J’espérais un sursaut de lucidité chez IBK et bien malheureusement, j’ai été déçue. IBK est décidé à nous servir du IBK jusqu’à la fin.

Insécurité chronique

De Tombouctou, après les remous que nous avions connus entre communautés à Goundam, je m’attendais à l’annonce d’escortes militaires pour les véhicules de transport des civils qui sont les victimes des bandits armés. Mais, je me suis bien trompée : le vieux n’a fait qu’effleurer l’insécurité, chronique partout dans le pays, avant d’annoncer un fonds d’urgence pour les déplacés du Centre.
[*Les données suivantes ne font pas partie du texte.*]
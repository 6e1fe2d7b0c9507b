//! Search index export
//!
//! The index is a JSON array of lightweight post metadata that the browser
//! fetches once and filters locally, using the same predicate as
//! [`PostRepository::search_posts`].

use serde::{Deserialize, Serialize};
use std::fs;
use std::io::Write;
use std::path::{Path, PathBuf};

use crate::content::{matches_query, PostMetadata, PostRepository};
use crate::error::Result;

/// One entry of the exported search index
#[derive(Debug, Clone, PartialEq, Eq, Serialize, Deserialize)]
#[serde(rename_all = "camelCase")]
pub struct SearchEntry {
    pub slug: String,
    pub title: String,
    pub date: String,
    pub tags: Vec<String>,
    pub cover_image: String,
}

impl From<PostMetadata> for SearchEntry {
    fn from(post: PostMetadata) -> Self {
        Self {
            slug: post.slug,
            title: post.title,
            date: post.date,
            tags: post.tags,
            cover_image: post.cover_image,
        }
    }
}

/// The full index, in listing order (newest first)
#[derive(Debug, Clone, Default, PartialEq, Eq, Serialize, Deserialize)]
#[serde(transparent)]
pub struct SearchIndex {
    pub entries: Vec<SearchEntry>,
}

impl SearchIndex {
    /// Build the index from the published listing
    pub fn build<R: PostRepository + ?Sized>(repo: &R) -> Self {
        Self {
            entries: repo.list_posts().into_iter().map(SearchEntry::from).collect(),
        }
    }

    pub fn len(&self) -> usize {
        self.entries.len()
    }

    pub fn is_empty(&self) -> bool {
        self.entries.is_empty()
    }

    /// Client-side filter: case-insensitive substring on title or tags
    pub fn filter(&self, query: &str) -> Vec<&SearchEntry> {
        self.entries
            .iter()
            .filter(|entry| matches_query(&entry.title, &entry.tags, query))
            .collect()
    }

    pub fn to_json(&self) -> Result<String> {
        Ok(serde_json::to_string(self)?)
    }

    pub fn from_json(json: &str) -> Result<Self> {
        Ok(serde_json::from_str(json)?)
    }

    /// Write the index to `path`, replacing any previous file.
    ///
    /// The JSON goes to a sibling temporary file first and is renamed into
    /// place, so a failed write leaves the old artifact intact.
    pub fn write_to(&self, path: &Path) -> Result<()> {
        let json = self.to_json()?;

        if let Some(parent) = path.parent() {
            if !parent.as_os_str().is_empty() {
                fs::create_dir_all(parent)?;
            }
        }

        let tmp_path = temp_path_for(path);
        let result = (|| -> Result<()> {
            let mut file = fs::File::create(&tmp_path)?;
            file.write_all(json.as_bytes())?;
            file.sync_all()?;
            fs::rename(&tmp_path, path)?;
            Ok(())
        })();

        if result.is_err() {
            let _ = fs::remove_file(&tmp_path);
        }
        result
    }
}

fn temp_path_for(path: &Path) -> PathBuf {
    let mut name = path
        .file_name()
        .map(|n| n.to_os_string())
        .unwrap_or_default();
    name.push(".tmp");
    path.with_file_name(name)
}

/// Recompute the index and write it to every target. Stops at the first
/// failed write.
pub fn export<R: PostRepository + ?Sized>(repo: &R, targets: &[PathBuf]) -> Result<SearchIndex> {
    let index = SearchIndex::build(repo);
    for target in targets {
        index.write_to(target)?;
        tracing::info!("Wrote search index ({} posts) to {:?}", index.len(), target);
    }
    Ok(index)
}

#[cfg(test)]
mod tests {
    use super::*;
    use crate::content::{FsPostRepository, MarkdownRenderer};
    use std::sync::Arc;
    use tempfile::TempDir;

    fn fixture() -> (TempDir, FsPostRepository) {
        let dir = TempDir::new().unwrap();
        let posts = dir.path().join("posts");
        fs::create_dir_all(&posts).unwrap();
        fs::write(
            posts.join("rust-intro.md"),
            "---\ntitle: Rust Intro\ndate: 2024-02-01\ntags: [Rust]\ncoverImage: /c.png\n---\nbody",
        )
        .unwrap();
        fs::write(
            posts.join("go-tips.md"),
            "---\ntitle: Go tips\ndate: 2024-01-01\ntags: [Go, Tooling]\n---\nbody",
        )
        .unwrap();
        fs::write(
            posts.join("hidden.md"),
            "---\ntitle: Hidden Rust\npublished: false\n---\nbody",
        )
        .unwrap();
        let repo = FsPostRepository::new(posts, Arc::new(MarkdownRenderer::new()));
        (dir, repo)
    }

    #[test]
    fn test_build_index() {
        let (_dir, repo) = fixture();
        let index = SearchIndex::build(&repo);
        let slugs: Vec<_> = index.entries.iter().map(|e| e.slug.as_str()).collect();
        assert_eq!(slugs, vec!["rust-intro", "go-tips"]);
        assert_eq!(index.entries[0].cover_image, "/c.png");
        assert_eq!(index.entries[1].cover_image, "");
    }

    #[test]
    fn test_json_shape() {
        let (_dir, repo) = fixture();
        let json = SearchIndex::build(&repo).to_json().unwrap();
        assert!(json.starts_with('['));
        assert!(json.contains(r#""coverImage":"/c.png""#));
        assert!(!json.contains("published"));
        assert!(!json.contains('\n'));
    }

    #[test]
    fn test_filter_agrees_with_search_posts() {
        let (_dir, repo) = fixture();
        let index = SearchIndex::build(&repo);
        for query in ["rust", "GO", "tool", "", "nothing"] {
            let from_index: Vec<_> = index.filter(query).iter().map(|e| e.slug.clone()).collect();
            let from_repo: Vec<_> = repo.search_posts(query).into_iter().map(|p| p.slug).collect();
            assert_eq!(from_index, from_repo, "query {:?}", query);
        }
    }

    #[test]
    fn test_export_writes_all_targets() {
        let (dir, repo) = fixture();
        let public = dir.path().join("public/search-data.json");
        let out = dir.path().join("out/search-data.json");

        let index = export(&repo, &[public.clone(), out.clone()]).unwrap();
        assert_eq!(index.len(), 2);

        let written = SearchIndex::from_json(&fs::read_to_string(&public).unwrap()).unwrap();
        assert_eq!(written, index);
        assert_eq!(fs::read_to_string(&public).unwrap(), fs::read_to_string(&out).unwrap());
        assert!(!dir.path().join("public/search-data.json.tmp").exists());
    }

    #[test]
    fn test_export_overwrites() {
        let (dir, repo) = fixture();
        let target = dir.path().join("search-data.json");
        fs::write(&target, "stale").unwrap();
        export(&repo, &[target.clone()]).unwrap();
        assert!(fs::read_to_string(&target).unwrap().contains("rust-intro"));
    }

    #[test]
    fn test_failed_write_is_error() {
        let (dir, repo) = fixture();
        // a regular file where a directory is expected
        let blocker = dir.path().join("blocker");
        fs::write(&blocker, "").unwrap();
        let result = export(&repo, &[blocker.join("search-data.json")]);
        assert!(result.is_err());
    }

    #[test]
    fn test_missing_content_dir_exports_empty_array() {
        let dir = TempDir::new().unwrap();
        let repo = FsPostRepository::new(dir.path().join("none"), Arc::new(MarkdownRenderer::new()));
        let target = dir.path().join("search-data.json");
        export(&repo, &[target.clone()]).unwrap();
        assert_eq!(fs::read_to_string(&target).unwrap(), "[]");
    }
}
Il parle d’acquis fragiles enregistrés depuis 2015. L’habitante de Tombouctou que je suis est bien surprise, car je n’ai remarqué aucun acquis sur le plan sécuritaire. Au contraire, la situation s’est dégradée. Maintenant, tu peux te faire descendre dans ton salon ou dans la rue par une personne qui peut disparaître dans une ruelle, dans une ville aussi militarisée avec la présence d’autant de casques bleus, de militaires maliens, d’anciens rebelles. Le nombre de braquages est incalculable entre Tombouctou et Mopti et le nombre de morts ne semble intéresser personne.
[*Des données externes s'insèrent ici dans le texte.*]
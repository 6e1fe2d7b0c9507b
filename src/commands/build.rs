//! Export the client-side search index

use anyhow::{Context, Result};

use crate::Folio;

/// Write the search index to every target; any failed write is fatal
pub fn run(folio: &Folio) -> Result<()> {
    let targets = folio.search_index_targets();
    let repo = folio.repository();

    let index = crate::search::export(&repo, &targets).with_context(|| {
        format!(
            "Error generating search data in {:?}",
            folio.public_dir
        )
    })?;

    println!("Search data generated with {} posts", index.len());
    Ok(())
}

#[cfg(test)]
mod tests {
    use super::*;
    use crate::config::SiteConfig;
    use std::fs;
    use tempfile::TempDir;

    #[test]
    fn test_build_writes_public_and_existing_out() {
        let tmp = TempDir::new().unwrap();
        let folio = Folio::with_config(tmp.path().to_path_buf(), SiteConfig::default());
        fs::create_dir_all(&folio.content_dir).unwrap();
        fs::write(
            folio.content_dir.join("hello.md"),
            "---\ntitle: Hello\ndate: 2024-01-01\n---\nHi",
        )
        .unwrap();

        run(&folio).unwrap();
        assert!(folio.public_dir.join("search-data.json").is_file());
        assert!(!folio.out_dir.exists());

        fs::create_dir_all(&folio.out_dir).unwrap();
        run(&folio).unwrap();
        let json = fs::read_to_string(folio.out_dir.join("search-data.json")).unwrap();
        assert!(json.contains("\"title\":\"Hello\""));
    }

    #[test]
    fn test_build_fails_when_target_is_unwritable() {
        let tmp = TempDir::new().unwrap();
        let folio = Folio::with_config(tmp.path().to_path_buf(), SiteConfig::default());
        // A file where the public directory should be
        fs::write(&folio.public_dir, "not a directory").unwrap();
        assert!(run(&folio).is_err());
    }
}
//! Page models: the data behind each route, computed from the repository
//!
//! Each `build` function applies the route's rules (page validation, tag
//! resolution, empty-query guard) and returns `Error::NotFound` or
//! `Error::PageOutOfRange` when the route has nothing to show.

use percent_encoding::percent_decode_str;
use serde::Serialize;

use crate::config::SiteConfig;
use crate::content::{Post, PostMetadata, PostRepository};
use crate::error::{Error, Result};
use crate::helpers::{
    encode_segment, humanize, normalize_tag, reading_time, search_path, strip_html, LinkMode,
    PageLinks, Paginator,
};

/// Home: most recent posts and a slice of the tag list
#[derive(Debug, Clone, Serialize)]
pub struct HomePage {
    pub recent_posts: Vec<PostMetadata>,
    pub tags: Vec<String>,
}

impl HomePage {
    pub fn build<R: PostRepository + ?Sized>(repo: &R, config: &SiteConfig) -> Self {
        let mut recent_posts = repo.list_posts();
        recent_posts.truncate(config.home_recent_posts);
        let mut tags = repo.list_tags();
        tags.truncate(config.home_tags);
        Self { recent_posts, tags }
    }
}

/// `/posts` and `/posts/page/{n}`
#[derive(Debug, Clone, Serialize)]
pub struct ListingPage {
    pub posts: Vec<PostMetadata>,
    pub total_posts: usize,
    pub links: PageLinks,
}

impl ListingPage {
    pub const BASE_PATH: &'static str = "/posts";

    /// `page` is `None` for the bare `/posts` route, which always shows the
    /// first page even when there are no posts
    pub fn build<R: PostRepository + ?Sized>(
        repo: &R,
        page: Option<usize>,
        per_page: usize,
    ) -> Result<Self> {
        let all = repo.list_posts();
        let paginator = Paginator::new(all.len(), per_page);

        let (current, posts) = match page {
            Some(n) => (n, paginator.page(&all, n)?.to_vec()),
            None => (1, all.iter().take(paginator.per_page()).cloned().collect()),
        };

        Ok(Self {
            posts,
            total_posts: all.len(),
            links: PageLinks::new(
                current,
                paginator.total_pages(),
                Self::BASE_PATH,
                LinkMode::PathSuffix,
            ),
        })
    }
}

/// `/posts/{slug}`
#[derive(Debug, Clone, Serialize)]
pub struct PostPage {
    pub post: Post,
    /// Older neighbour in the listing
    pub prev: Option<PostMetadata>,
    /// Newer neighbour in the listing
    pub next: Option<PostMetadata>,
    pub reading_minutes: usize,
}

impl PostPage {
    pub fn build<R: PostRepository + ?Sized>(repo: &R, slug: &str) -> Result<Self> {
        let post = repo
            .get_post_by_slug(slug)
            .ok_or_else(|| Error::NotFound(format!("post {}", slug)))?;

        let all = repo.list_posts();
        let prev = post.prev(&all).cloned();
        let next = post.next(&all).cloned();
        let reading_minutes = reading_time(&strip_html(&post.content));

        Ok(Self {
            post,
            prev,
            next,
            reading_minutes,
        })
    }
}

/// `/tags`
#[derive(Debug, Clone, Serialize)]
pub struct TagsPage {
    pub tags: Vec<String>,
}

impl TagsPage {
    pub fn build<R: PostRepository + ?Sized>(repo: &R) -> Self {
        Self {
            tags: repo.list_tags(),
        }
    }
}

/// `/tags/{tag}` and `/tags/{tag}/page/{n}`
#[derive(Debug, Clone, Serialize)]
pub struct TagPage {
    /// Tag as written in the posts, when one matches
    pub tag: String,
    pub posts: Vec<PostMetadata>,
    pub total_posts: usize,
    pub links: PageLinks,
}

impl TagPage {
    pub fn build<R: PostRepository + ?Sized>(
        repo: &R,
        raw_tag: &str,
        page: usize,
        per_page: usize,
    ) -> Result<Self> {
        let decoded = percent_decode_str(raw_tag).decode_utf8_lossy().into_owned();
        let wanted = normalize_tag(&decoded);

        let tag = repo
            .list_tags()
            .into_iter()
            .find(|t| normalize_tag(t) == wanted)
            .unwrap_or_else(|| humanize(&decoded));

        let all = repo.get_posts_by_tag(&decoded);
        if all.is_empty() {
            return Err(Error::NotFound(format!("tag {}", decoded)));
        }

        let paginator = Paginator::new(all.len(), per_page);
        let posts = paginator.page(&all, page)?.to_vec();

        Ok(Self {
            tag,
            posts,
            total_posts: all.len(),
            links: PageLinks::new(
                page,
                paginator.total_pages().max(1),
                format!("/tags/{}", encode_segment(&decoded)),
                LinkMode::PathSuffix,
            ),
        })
    }
}

/// `/search?q=...&page=...`
#[derive(Debug, Clone, Serialize)]
pub struct SearchPage {
    pub query: String,
    pub posts: Vec<PostMetadata>,
    pub total_results: usize,
    /// Absent when there is nothing to paginate
    pub links: Option<PageLinks>,
}

impl SearchPage {
    pub fn build<R: PostRepository + ?Sized>(
        repo: &R,
        query: &str,
        page: Option<usize>,
        per_page: usize,
    ) -> Result<Self> {
        // An empty query would match every post
        let results = if query.trim().is_empty() {
            Vec::new()
        } else {
            repo.search_posts(query)
        };

        if results.is_empty() {
            return Ok(Self {
                query: query.to_string(),
                posts: Vec::new(),
                total_results: 0,
                links: None,
            });
        }

        let current = page.unwrap_or(1);
        let paginator = Paginator::new(results.len(), per_page);
        let posts = paginator.page(&results, current)?.to_vec();

        Ok(Self {
            query: query.to_string(),
            posts,
            total_results: results.len(),
            links: Some(PageLinks::new(
                current,
                paginator.total_pages(),
                search_path(query),
                LinkMode::QueryParam,
            )),
        })
    }
}

#[cfg(test)]
mod tests {
    use super::*;
    use crate::content::TocEntry;

    /// In-memory repository for page tests
    struct MemoryRepo {
        posts: Vec<PostMetadata>,
    }

    impl MemoryRepo {
        fn with_posts(n: usize, tag: &str) -> Self {
            let posts = (0..n)
                .map(|i| PostMetadata {
                    slug: format!("post-{:02}", i),
                    title: format!("Post {}", i),
                    date: format!("2024-01-{:02}", 28 - i.min(27)),
                    tags: vec![tag.to_string()],
                    published: true,
                    cover_image: String::new(),
                })
                .collect();
            Self { posts }
        }
    }

    impl PostRepository for MemoryRepo {
        fn list_posts(&self) -> Vec<PostMetadata> {
            self.posts.clone()
        }

        fn get_post_by_slug(&self, slug: &str) -> Option<Post> {
            self.posts.iter().find(|p| p.slug == slug).map(|p| Post {
                metadata: p.clone(),
                content: "<p>a few words here</p>".to_string(),
                toc: Vec::<TocEntry>::new(),
            })
        }
    }

    #[test]
    fn test_home_page_truncates() {
        let repo = MemoryRepo::with_posts(10, "Rust");
        let home = HomePage::build(&repo, &SiteConfig::default());
        assert_eq!(home.recent_posts.len(), 6);
        assert_eq!(home.tags, vec!["Rust"]);
    }

    #[test]
    fn test_listing_pages() {
        let repo = MemoryRepo::with_posts(25, "Rust");

        let first = ListingPage::build(&repo, None, 12).unwrap();
        assert_eq!(first.posts.len(), 12);
        assert_eq!(first.links.total_pages, 3);

        let third = ListingPage::build(&repo, Some(3), 12).unwrap();
        assert_eq!(third.posts.len(), 1);
        assert_eq!(third.links.href(2), "/posts/page/2");

        assert!(ListingPage::build(&repo, Some(4), 12).unwrap_err().is_not_found());
        assert!(ListingPage::build(&repo, Some(0), 12).is_err());
    }

    #[test]
    fn test_empty_listing_has_no_pagination() {
        let repo = MemoryRepo::with_posts(0, "Rust");
        let listing = ListingPage::build(&repo, None, 12).unwrap();
        assert!(listing.posts.is_empty());
        assert!(!listing.links.is_visible());
        assert!(ListingPage::build(&repo, Some(1), 12).is_err());
    }

    #[test]
    fn test_post_page_neighbours() {
        let repo = MemoryRepo::with_posts(3, "Rust");
        let page = PostPage::build(&repo, "post-01").unwrap();
        assert_eq!(page.prev.unwrap().slug, "post-02");
        assert_eq!(page.next.unwrap().slug, "post-00");
        assert_eq!(page.reading_minutes, 1);

        assert!(PostPage::build(&repo, "missing").unwrap_err().is_not_found());
    }

    #[test]
    fn test_tag_page_resolves_display_name() {
        let repo = MemoryRepo::with_posts(13, "Machine Learning");
        let page = TagPage::build(&repo, "machine-learning", 1, 12).unwrap();
        assert_eq!(page.tag, "Machine Learning");
        assert_eq!(page.total_posts, 13);
        assert_eq!(page.links.total_pages, 2);
        assert_eq!(page.links.href(2), "/tags/machine-learning/page/2");

        let second = TagPage::build(&repo, "machine%20learning", 2, 12).unwrap();
        assert_eq!(second.posts.len(), 1);

        assert!(TagPage::build(&repo, "machine-learning", 3, 12).is_err());
        assert!(TagPage::build(&repo, "unknown", 1, 12).unwrap_err().is_not_found());
    }

    #[test]
    fn test_search_page() {
        let repo = MemoryRepo::with_posts(14, "Go");
        let page = SearchPage::build(&repo, "go", None, 12).unwrap();
        assert_eq!(page.total_results, 14);
        let links = page.links.unwrap();
        assert_eq!(links.href(1), "/search?q=go");
        assert_eq!(links.href(2), "/search?q=go&page=2");

        let second = SearchPage::build(&repo, "go", Some(2), 12).unwrap();
        assert_eq!(second.posts.len(), 2);
        assert!(SearchPage::build(&repo, "go", Some(3), 12).is_err());
    }

    #[test]
    fn test_search_page_guards_empty_query() {
        let repo = MemoryRepo::with_posts(3, "Go");
        let page = SearchPage::build(&repo, "   ", None, 12).unwrap();
        assert_eq!(page.total_results, 0);
        assert!(page.links.is_none());

        let none = SearchPage::build(&repo, "python", Some(9), 12).unwrap();
        assert!(none.posts.is_empty());
    }
}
Concertation nationale express

Où a-t-on jamais vu ça ? IBK a annoncé la tenue d’une concertation nationale (reportée à une date ultérieure après la démission du Premier ministre) en une semaine. Il y a un risque qu’elle soit aussi bâclée que la Conférence d’entente nationale. L’opposition va certainement décliner. Comme à son habitude, IBK est pris dans un monologue de dictateur face à ses sujets. A croire que deux années auront suffi pour lui faire oublier le rejet massif et populaire du projet de révision de la Constitution.

Je m’étais également convaincue qu’il allait mettre de l’argent à la disponibilité de sa cohorte d’agents qui font la sale besogne pour lui avec le blason de la société civile. Ils feront comme ils ont fait leur Conférence d’entente nationale, avec pour seul souci de sauver la face devant la communauté internationale et la Minusma qui, elle, met une grande pression pour qu’il réalise cette révision constitutionnelle.

Pourtant, Kidal échappe plus que jamais au Mali, malgré la présence d’un gouverneur. Les soldats maliens continuent à mourir tous les jours. La grève des enseignants continue et nous nous approchons dangereusement de la fin de l’année scolaire. Les populations sont de plus en plus convaincues de l’abandon de l’État. Je pensais qu’on lui avait trop jeté la pierre. Mais, il est venu me convaincre du contraire. L’éléphant annoncé est arrivé avec un pied cassé. Malheureusement.